[Stored items]

● ● ● ●

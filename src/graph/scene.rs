//! Visual elements mirroring the simulated graph.
//!
//! The scene stores everything in graph space; the canvas applies the
//! viewport transform when painting. It never runs physics itself, it only
//! copies positions out of the graph on every tick.

use super::simulation::TickListener;
use super::types::Graph;
use egui::Pos2;

/// Circle drawn for a node
#[derive(Debug, Clone, PartialEq)]
pub struct NodeMarker {
    pub index: usize,
    pub center: Pos2,
}

/// Text anchored at a point in graph space
#[derive(Debug, Clone, PartialEq)]
pub struct TextLabel {
    pub text: String,
    pub anchor: Pos2,
}

/// Straight segment between two node centers
#[derive(Debug, Clone, PartialEq)]
pub struct EdgeLine {
    pub source: usize,
    pub target: usize,
    pub from: Pos2,
    pub to: Pos2,
}

#[derive(Debug, Clone)]
pub struct Scene {
    markers: Vec<NodeMarker>,
    node_labels: Vec<TextLabel>,
    lines: Vec<EdgeLine>,
    edge_labels: Vec<TextLabel>,
    node_radius: f32,
}

impl Default for Scene {
    fn default() -> Self {
        Self::new(10.0)
    }
}

impl Scene {
    pub fn new(node_radius: f32) -> Self {
        Self {
            markers: Vec::new(),
            node_labels: Vec::new(),
            lines: Vec::new(),
            edge_labels: Vec::new(),
            node_radius,
        }
    }

    /// Drop all elements and create fresh ones for `graph`
    pub fn rebuild(&mut self, graph: &Graph) {
        self.clear();

        for (index, node) in graph.nodes().iter().enumerate() {
            self.markers.push(NodeMarker {
                index,
                center: node.pos,
            });
            self.node_labels.push(TextLabel {
                text: node.label.clone(),
                anchor: node.pos,
            });
        }

        for edge in graph.edges() {
            let (from, to) = graph.endpoints(edge);
            self.lines.push(EdgeLine {
                source: edge.source,
                target: edge.target,
                from,
                to,
            });
            self.edge_labels.push(TextLabel {
                text: edge.label(),
                anchor: from.lerp(to, 0.5),
            });
        }
    }

    pub fn clear(&mut self) {
        self.markers.clear();
        self.node_labels.clear();
        self.lines.clear();
        self.edge_labels.clear();
    }

    /// Copy current positions out of `graph`. The graph must be the one the
    /// scene was last rebuilt from.
    pub fn sync(&mut self, graph: &Graph) {
        let nodes = graph.nodes();
        for (marker, label) in self.markers.iter_mut().zip(self.node_labels.iter_mut()) {
            let pos = nodes[marker.index].pos;
            marker.center = pos;
            label.anchor = pos;
        }
        for (line, label) in self.lines.iter_mut().zip(self.edge_labels.iter_mut()) {
            line.from = nodes[line.source].pos;
            line.to = nodes[line.target].pos;
            label.anchor = line.from.lerp(line.to, 0.5);
        }
    }

    /// Index of the nearest node whose marker contains `pos`, widened by `slop`
    pub fn node_at(&self, pos: Pos2, slop: f32) -> Option<usize> {
        let reach = self.node_radius + slop.max(0.0);
        self.markers
            .iter()
            .map(|m| (m.index, m.center.distance_sq(pos)))
            .filter(|(_, d)| *d <= reach * reach)
            .min_by(|a, b| a.1.total_cmp(&b.1))
            .map(|(index, _)| index)
    }

    pub fn markers(&self) -> &[NodeMarker] {
        &self.markers
    }

    pub fn node_labels(&self) -> &[TextLabel] {
        &self.node_labels
    }

    pub fn lines(&self) -> &[EdgeLine] {
        &self.lines
    }

    pub fn edge_labels(&self) -> &[TextLabel] {
        &self.edge_labels
    }

    pub fn node_radius(&self) -> f32 {
        self.node_radius
    }

    pub fn set_node_radius(&mut self, radius: f32) {
        self.node_radius = radius;
    }

    pub fn is_empty(&self) -> bool {
        self.markers.is_empty()
    }
}

impl TickListener for Scene {
    fn on_tick(&mut self, graph: &Graph) {
        self.sync(graph);
    }
}
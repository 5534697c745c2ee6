use super::*;
use crate::graph::types::{ApiEdge, ApiNode, GraphPayload};
use crate::graph::simulation::SimulationPhase;

const WALLET: &str = "0x52908400098527886E0F7030069857D2E4169EE7";

fn app() -> FraudCheckerApp {
    FraudCheckerApp::with_settings(Settings {
        // Discard port so a stray request fails fast
        api_base_url: "http://127.0.0.1:9".into(),
        ..Settings::default()
    })
}

fn result(probability: f64, edges: &[(&str, &str)]) -> ClassificationResult {
    ClassificationResult {
        fraud_probability: probability,
        graph: GraphPayload {
            nodes: ["A", "B"]
                .iter()
                .map(|id| ApiNode {
                    id: id.to_string(),
                    label: id.to_string(),
                })
                .collect(),
            edges: edges
                .iter()
                .map(|(s, t)| ApiEdge {
                    source: s.to_string(),
                    target: t.to_string(),
                    value: 5.0,
                    timestamp: "t1".into(),
                })
                .collect(),
        },
    }
}

#[test]
fn wallet_address_validation() {
    assert!(is_valid_wallet_address(WALLET));
    assert!(is_valid_wallet_address("0x0000000000000000000000000000000000000000"));
    assert!(!is_valid_wallet_address(""));
    assert!(!is_valid_wallet_address("0x123"));
    assert!(!is_valid_wallet_address("52908400098527886E0F7030069857D2E4169EE7"));
    assert!(!is_valid_wallet_address("0x52908400098527886E0F7030069857D2E4169EEG"));
    assert!(!is_valid_wallet_address("0X52908400098527886E0F7030069857D2E4169EE7"));
    assert!(!is_valid_wallet_address("0x52908400098527886E0F7030069857D2E4169EE7a"));
}

#[test]
fn submit_requires_valid_address() {
    let mut app = app();
    assert!(!app.can_submit());
    assert!(!app.submit());

    app.address = "0xnothex".into();
    assert!(!app.submit());
    assert!(!app.is_pending());
}

#[test]
fn successful_result_shows_probability_and_graph() {
    let mut app = app();
    app.apply_result(Ok(result(0.83, &[("A", "B")])));

    assert!(!app.is_pending());
    assert!(app.error.is_none());
    assert_eq!(
        app.result.as_ref().map(|r| r.probability_label()),
        Some("83.00%".to_string())
    );
    assert_eq!(app.viewer.scene().markers().len(), 2);
    assert_eq!(app.viewer.scene().lines().len(), 1);
    assert_eq!(app.viewer.phase(), Some(SimulationPhase::Initializing));
}

#[test]
fn transport_failure_shows_generic_error() {
    let mut app = app();
    app.apply_result(Ok(result(0.5, &[("A", "B")])));
    app.apply_result(Err(anyhow::anyhow!("connection refused")));

    assert_eq!(app.error.as_deref(), Some(CLASSIFY_ERROR));
    assert!(app.result.is_none());
    assert!(!app.viewer.has_graph());
    assert!(app.viewer.scene().is_empty());
}

#[test]
fn malformed_graph_is_never_rendered() {
    let mut app = app();
    app.apply_result(Ok(result(0.9, &[("A", "B"), ("B", "Z")])));

    assert_eq!(app.error.as_deref(), Some(CLASSIFY_ERROR));
    assert!(app.result.is_none());
    assert!(app.viewer.scene().is_empty());
}

#[test]
fn submit_clears_previous_state_and_disables_button() {
    let mut app = app();
    app.apply_result(Ok(result(0.2, &[("A", "B")])));
    app.error = Some("old".into());
    let stale = app.viewer.schedule_tick();
    assert!(stale.is_some());

    app.address = format!("  {WALLET} ");
    assert!(app.submit());

    assert!(app.is_pending());
    assert!(!app.can_submit());
    assert!(app.result.is_none());
    assert!(app.error.is_none());
    assert!(app.viewer.scene().is_empty());
    assert!(!app.viewer.has_graph());
    assert!(!app.viewer.needs_tick());
}

#[test]
fn poll_applies_channel_result() {
    let mut app = app();
    let (tx, rx) = mpsc::channel();
    app.pending = Some(rx);

    assert!(app.poll_pending());
    tx.send(Ok(result(0.83, &[("A", "B")]))).unwrap();
    assert!(!app.poll_pending());
    assert!(!app.is_pending());
    assert!(app.result.is_some());
}

#[test]
fn dropped_worker_surfaces_error() {
    let mut app = app();
    let (tx, rx) = mpsc::channel::<ClassifyOutcome>();
    app.pending = Some(rx);
    drop(tx);

    assert!(!app.poll_pending());
    assert!(!app.is_pending());
    assert_eq!(app.error.as_deref(), Some(CLASSIFY_ERROR));
}

#[test]
fn physics_changes_reach_viewer() {
    let mut app = app();
    app.apply_result(Ok(result(0.4, &[("A", "B")])));
    while app.viewer.frame() {}

    app.settings.charge_strength = 0.0;
    app.settings.link_distance = 250.0;
    app.apply_physics();

    assert!(app.settings_dirty);
    assert!(app.viewer.needs_tick());

    let mut frames = 0;
    while app.viewer.frame() {
        frames += 1;
        assert!(frames < 1000);
    }
    let markers = app.viewer.scene().markers();
    let d = markers[0].center.distance(markers[1].center);
    assert!((d - 250.0).abs() < 1.0, "distance {d}");
}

● ● ● ●

= What this task involves =
A word-for-word copy of the lines above from the one with "pub fn edge_labels(&self)" through the one with "assert!(is_valid_wallet_address(WALLET));", inclusive, is the only output wanted.

= Written answer =
    pub fn edge_labels(&self) -> &[TextLabel] {
        &self.edge_labels
    }

    pub fn node_radius(&self) -> f32 {
        self.node_radius
    }

    pub fn set_node_radius(&mut self, radius: f32) {
        self.node_radius = radius;
    }

    pub fn is_empty(&self) -> bool {
        self.markers.is_empty()
    }
}

impl TickListener for Scene {
    fn on_tick(&mut self, graph: &Graph) {
        self.sync(graph);
    }
}
repository 5534697c745c2ee6
use super::*;
use crate::graph::types::{ApiEdge, ApiNode, GraphPayload};
use crate::graph::simulation::SimulationPhase;

const WALLET: &str = "0x52908400098527886E0F7030069857D2E4169EE7";

fn app() -> FraudCheckerApp {
    FraudCheckerApp::with_settings(Settings {
        // Discard port so a stray request fails fast
        api_base_url: "http://127.0.0.1:9".into(),
        ..Settings::default()
    })
}

fn result(probability: f64, edges: &[(&str, &str)]) -> ClassificationResult {
    ClassificationResult {
        fraud_probability: probability,
        graph: GraphPayload {
            nodes: ["A", "B"]
                .iter()
                .map(|id| ApiNode {
                    id: id.to_string(),
                    label: id.to_string(),
                })
                .collect(),
            edges: edges
                .iter()
                .map(|(s, t)| ApiEdge {
                    source: s.to_string(),
                    target: t.to_string(),
                    value: 5.0,
                    timestamp: "t1".into(),
                })
                .collect(),
        },
    }
}

#[test]
fn wallet_address_validation() {
    assert!(is_valid_wallet_address(WALLET));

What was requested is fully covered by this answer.